* [About this exercise]: Each line of the data should be duplicated precisely.

* [Records for the task]:
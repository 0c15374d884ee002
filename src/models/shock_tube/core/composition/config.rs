use crate::support::gas::Gas;

/// Grid and gas pair for a driver composition scan.
#[derive(Debug, Clone, Copy, PartialEq)]
pub struct CompositionSearchConfig {
    /// Species making up the remainder `1 − X` of the driver.
    pub base: Gas,

    /// Species whose mole fraction `X` is scanned over `[0, 1]`.
    pub mix: Gas,

    /// Number of evenly spaced mole fractions, endpoints included.
    pub samples: usize,
}

impl Default for CompositionSearchConfig {
    fn default() -> Self {
        Self {
            base: Gas::Air,
            mix: Gas::Helium,
            samples: 101,
        }
    }
}
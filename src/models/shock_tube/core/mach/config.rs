use twine_solvers::equation::bisection;
use uom::si::{f64::Pressure, pressure::pascal};

/// Solver configuration for recovering an incident Mach number from a driver
/// pressure.
#[derive(Debug, Clone, Copy)]
pub struct MachSolveConfig {
    /// Maximum iteration count for the bisection solve.
    pub max_iters: usize,

    /// Absolute tolerance on the Mach number.
    pub mach_tol: f64,

    /// Absolute tolerance for the pressure residual (required - target).
    pub pressure_tol: Pressure,

    /// Upper end of the Mach number bracket.
    pub max_mach: f64,
}

impl Default for MachSolveConfig {
    fn default() -> Self {
        Self {
            max_iters: 100,
            mach_tol: 1e-10,
            pressure_tol: Pressure::new::<pascal>(1e-6),
            max_mach: 20.0,
        }
    }
}

impl MachSolveConfig {
    /// Converts this configuration into a bisection solver configuration.
    pub(super) fn bisection(&self) -> bisection::Config {
        bisection::Config {
            max_iters: self.max_iters,
            x_abs_tol: self.mach_tol,
            x_rel_tol: 0.0,
            residual_tol: self.pressure_tol.get::<pascal>(),
        }
    }
}
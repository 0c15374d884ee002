use uom::si::{
    dynamic_viscosity::pascal_second,
    f64::{DynamicViscosity, ThermodynamicTemperature},
    thermodynamic_temperature::kelvin,
};

/// Sutherland's law constants: `μ = μ_ref·(T/T_ref)^1.5·(T_ref + S)/(T + S)`.
#[derive(Debug, Clone, Copy, PartialEq)]
pub struct Sutherland {
    /// Reference viscosity `μ_ref`, Pa·s.
    pub reference_viscosity: f64,
    /// Reference temperature `T_ref`, K.
    pub reference_temperature: f64,
    /// Sutherland temperature `S`, K.
    pub constant: f64,
}

impl Sutherland {
    /// Constants for air, also used for gases without their own entry.
    pub const AIR: Self = Self::new(1.716e-5, 273.15, 110.4);

    #[must_use]
    pub const fn new(reference_viscosity: f64, reference_temperature: f64, constant: f64) -> Self {
        Self {
            reference_viscosity,
            reference_temperature,
            constant,
        }
    }

    /// Evaluates the dynamic viscosity at `temperature`.
    #[must_use]
    pub fn viscosity(&self, temperature: ThermodynamicTemperature) -> DynamicViscosity {
        let t = temperature.get::<kelvin>();
        let t_ref = self.reference_temperature;
        let s = self.constant;

        let mu = self.reference_viscosity * (t / t_ref).powf(1.5) * (t_ref + s) / (t + s);
        DynamicViscosity::new::<pascal_second>(mu)
    }
}

impl Default for Sutherland {
    fn default() -> Self {
        Self::AIR
    }
}

#[cfg(test)]
mod tests {
    use super::*;

    use approx::assert_relative_eq;

    use crate::support::gas::Gas;

    #[test]
    fn reference_temperature_returns_reference_viscosity() {
        for gas in Gas::ALL {
            let law = gas.sutherland();
            let t_ref = ThermodynamicTemperature::new::<kelvin>(law.reference_temperature);
            assert_relative_eq!(
                law.viscosity(t_ref).get::<pascal_second>(),
                law.reference_viscosity,
                max_relative = 1e-12
            );
        }
    }

    #[test]
    fn gas_viscosity_rises_with_temperature() {
        let law = Sutherland::default();
        let cold = law.viscosity(ThermodynamicTemperature::new::<kelvin>(100.0));
        let hot = law.viscosity(ThermodynamicTemperature::new::<kelvin>(1000.0));
        assert!(hot > cold);
    }

    #[test]
    fn air_at_300_kelvin() {
        let mu = Sutherland::AIR.viscosity(ThermodynamicTemperature::new::<kelvin>(300.0));
        assert_relative_eq!(mu.get::<pascal_second>(), 1.846e-5, max_relative = 1e-3);
    }
}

* [Solved problem]:
repository 0c15374d884ee002
filename src/models/shock_tube/core/composition/config.rs
use crate::support::gas::Gas;

/// Grid and gas pair for a driver composition scan.
#[derive(Debug, Clone, Copy, PartialEq)]
pub struct CompositionSearchConfig {
    /// Species making up the remainder `1 − X` of the driver.
    pub base: Gas,

    /// Species whose mole fraction `X` is scanned over `[0, 1]`.
    pub mix: Gas,

    /// Number of evenly spaced mole fractions, endpoints included.
    pub samples: usize,
}

impl Default for CompositionSearchConfig {
    fn default() -> Self {
        Self {
            base: Gas::Air,
            mix: Gas::Helium,
            samples: 101,
        }
    }
}
filename src/models/shock_tube/core/mach/config.rs
use twine_solvers::equation::bisection;
use uom::si::{f64::Pressure, pressure::pascal};

/// Solver configuration for recovering an incident Mach number from a driver
/// pressure.
#[derive(Debug, Clone, Copy)]
pub struct MachSolveConfig {
    /// Maximum iteration count for the bisection solve.
    pub max_iters: usize,

    /// Absolute tolerance on the Mach number.
    pub mach_tol: f64,

    /// Absolute tolerance for the pressure residual (required - target).
    pub pressure_tol: Pressure,

    /// Upper end of the Mach number bracket.
    pub max_mach: f64,
}

impl Default for MachSolveConfig {
    fn default() -> Self {
        Self {
            max_iters: 100,
            mach_tol: 1e-10,
            pressure_tol: Pressure::new::<pascal>(1e-6),
            max_mach: 20.0,
        }
    }
}

impl MachSolveConfig {
    /// Converts this configuration into a bisection solver configuration.
    pub(super) fn bisection(&self) -> bisection::Config {
        bisection::Config {
            max_iters: self.max_iters,
            x_abs_tol: self.mach_tol,
            x_rel_tol: 0.0,
            residual_tol: self.pressure_tol.get::<pascal>(),
        }
    }
}
repository 0c15374d884ee002
use uom::si::{
    dynamic_viscosity::pascal_second,
    f64::{DynamicViscosity, ThermodynamicTemperature},
    thermodynamic_temperature::kelvin,
};

/// Sutherland's law constants: `μ = μ_ref·(T/T_ref)^1.5·(T_ref + S)/(T + S)`.
#[derive(Debug, Clone, Copy, PartialEq)]
pub struct Sutherland {
    /// Reference viscosity `μ_ref`, Pa·s.
    pub reference_viscosity: f64,
    /// Reference temperature `T_ref`, K.
    pub reference_temperature: f64,
    /// Sutherland temperature `S`, K.
    pub constant: f64,
}

impl Sutherland {
    /// Constants for air, also used for gases without their own entry.
    pub const AIR: Self = Self::new(1.716e-5, 273.15, 110.4);

    #[must_use]
    pub const fn new(reference_viscosity: f64, reference_temperature: f64, constant: f64) -> Self {
        Self {
            reference_viscosity,
            reference_temperature,
            constant,
        }
    }

    /// Evaluates the dynamic viscosity at `temperature`.
    #[must_use]
    pub fn viscosity(&self, temperature: ThermodynamicTemperature) -> DynamicViscosity {
        let t = temperature.get::<kelvin>();
        let t_ref = self.reference_temperature;
        let s = self.constant;

        let mu = self.reference_viscosity * (t / t_ref).powf(1.5) * (t_ref + s) / (t + s);
        DynamicViscosity::new::<pascal_second>(mu)
    }
}

impl Default for Sutherland {
    fn default() -> Self {
        Self::AIR
    }
}

#[cfg(test)]
mod tests {
    use super::*;

    use approx::assert_relative_eq;

    use crate::support::gas::Gas;

    #[test]
    fn reference_temperature_returns_reference_viscosity() {
        for gas in Gas::ALL {
            let law = gas.sutherland();
            let t_ref = ThermodynamicTemperature::new::<kelvin>(law.reference_temperature);
            assert_relative_eq!(
                law.viscosity(t_ref).get::<pascal_second>(),
                law.reference_viscosity,
                max_relative = 1e-12
            );
        }
    }

    #[test]
    fn gas_viscosity_rises_with_temperature() {
        let law = Sutherland::default();
        let cold = law.viscosity(ThermodynamicTemperature::new::<kelvin>(100.0));
        let hot = law.viscosity(ThermodynamicTemperature::new::<kelvin>(1000.0));
        assert!(hot > cold);
    }

    #[test]
    fn air_at_300_kelvin() {
        let mu = Sutherland::AIR.viscosity(ThermodynamicTemperature::new::<kelvin>(300.0));
        assert_relative_eq!(mu.get::<pascal_second>(), 1.846e-5, max_relative = 1e-3);
    }
}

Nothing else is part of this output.